Male Maids Serve It Up At Japan’s First Cross-Dressing Maid

At Hibari-kei, your maid just might be a master – actually they ALL are, since this unique floating Maid Cafe is the first in Japan to feature cross-dressing male maid servers.

Tokyo’s Akihabara district is famed for its Maid Cafes – small, often themed restaurants staffed by young women wearing maid costumes. From humble beginnings, the Maid Cafe phenomenon has branched out to include Eyeglasses Cafes, Ear-cleaning Cafes, even Scientist Lab Coat Cafes… all featuring nubile servers of the feminine persuasion.

Gender equality is intruding into this particular perfumed world, however. First came Butler Cafes; basically the reverse of the usual Maid Cafe in which elegant male butlers served mainly female customers with upper class English civility.
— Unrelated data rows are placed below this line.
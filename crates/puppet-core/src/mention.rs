//! Direct mention detection.
//!
//! A stimulus is a direct mention of an agent when any of these hold:
//!
//! 1. upstream already flagged it as one;
//! 2. its text contains `@name` or `@id` (case-insensitive, whole handle);
//! 3. it replies to a post whose author is the agent;
//! 4. it replies to a post the agent remembers writing.

use puppet_agents::Agent;
use puppet_types::Stimulus;

/// Marker that introduces a handle in post text.
pub const MENTION_MARKER: char = '@';

/// Whether `stimulus` directly addresses `agent`.
pub fn is_direct_mention(agent: &Agent, stimulus: &Stimulus) -> bool {
    if stimulus.is_direct_mention {
        return true;
    }

    let content = stimulus.content.to_lowercase();
    let name = agent.name.to_lowercase();
    let compact_name: String = name.chars().filter(|c| !c.is_whitespace()).collect();
    let id = agent.id.as_str().to_lowercase();
    if [name.as_str(), compact_name.as_str(), id.as_str()]
        .iter()
        .any(|handle| contains_handle(&content, handle))
    {
        return true;
    }

    if stimulus.ancestor_author_id.as_ref() == Some(&agent.id) {
        return true;
    }

    stimulus
        .ancestor_id
        .as_ref()
        .is_some_and(|ancestor| agent.state.memory.authored(ancestor))
}

/// Whether `text` contains `@handle` not immediately followed by another
/// handle character. Both arguments must already be lowercase.
fn contains_handle(text: &str, handle: &str) -> bool {
    if handle.is_empty() {
        return false;
    }
    let needle = format!("{MENTION_MARKER}{handle}");
    text.match_indices(&needle).any(|(start, matched)| {
        text.get(start.saturating_add(matched.len())..)
            .and_then(|rest| rest.chars().next())
            .is_none_or(|next| !(next.is_alphanumeric() || next == '_'))
    })
}

#[cfg(test)]
mod tests {
    use chrono::Utc;
    use puppet_agents::MemoryLimits;
    use puppet_types::{AgentId, Post, PostId};

    use super::*;

    fn claudia() -> Agent {
        Agent::new(AgentId::new("claudia_ai"), "Claudia", MemoryLimits::default())
    }

    fn stimulus(content: &str) -> Stimulus {
        Stimulus::from_post(&Post {
            id: PostId::new("s1"),
            author_id: AgentId::new("human"),
            content: content.to_owned(),
            in_reply_to: None,
            in_reply_to_author: None,
            quote_of: None,
            created_at: None,
        })
    }

    #[test]
    fn name_mention_is_detected_case_insensitively() {
        assert!(is_direct_mention(&claudia(), &stimulus("hey @Claudia what's up")));
        assert!(is_direct_mention(&claudia(), &stimulus("@CLAUDIA_AI thoughts?")));
    }

    #[test]
    fn unrelated_text_is_not_a_mention() {
        assert!(!is_direct_mention(&claudia(), &stimulus("just talking to myself")));
        assert!(!is_direct_mention(&claudia(), &stimulus("claudia without a marker")));
        assert!(!is_direct_mention(&claudia(), &stimulus("hi @claudiafan")));
    }

    #[test]
    fn upstream_flag_wins() {
        assert!(is_direct_mention(&claudia(), &stimulus("nothing here").mentioning()));
    }

    #[test]
    fn replies_to_the_agent_are_mentions() {
        let mut by_author = stimulus("I disagree");
        by_author.ancestor_id = Some(PostId::new("p1"));
        by_author.ancestor_author_id = Some(AgentId::new("claudia_ai"));
        assert!(is_direct_mention(&claudia(), &by_author));

        let mut agent = claudia();
        agent.record_post(
            &Post {
                id: PostId::new("mine"),
                author_id: agent.id.clone(),
                content: "a thought".to_owned(),
                in_reply_to: None,
                in_reply_to_author: None,
                quote_of: None,
                created_at: None,
            },
            Utc::now(),
        );
        let mut by_memory = stimulus("nice one");
        by_memory.ancestor_id = Some(PostId::new("mine"));
        assert!(is_direct_mention(&agent, &by_memory));
    }
}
Now the other high-heeled shoe has dropped: get ready for Hibari-kei, “the one and only cross-dressing maid cafe in Akiba.”

Hibari-kei is staffed by cross-dressing male waiters who, for the most part, work at assorted IT industry jobs in the Akihabara area. By day they look and act like average Japanese salarymen – by night, look out! That fashionably dressed, soft-spoken techie who replaced your computer’s hard drive this morning just could be Chazuke (left) or Ichigoneko (Strawberry Cat), two of Hibari-kei’s many marvelous male maids.

If you’d like to visit Hibari-kei – their clientele seems to be a unisex mix – visit their website to find out their latest location. Yes, Hibari-kei is a sort of “floating cafe” that holds pre-planned events at several regular Maid Cafes in the area, such as Royal Milk, Nomidokoro Wood and Honey Sheep. The website also provides news on the evening’s theme; for example, the popular Nostril Challenge… I’ll just leave that to your imagination. Hibari-kei’s website is worth a visit even if you don’t live in Japan, as the maids have their own profile pages and some of those link to their personal blogs.

All in all, Hibari-kei offers something off the beaten track to visitors who think they’ve seen everything Japanese Otaku culture has to offer.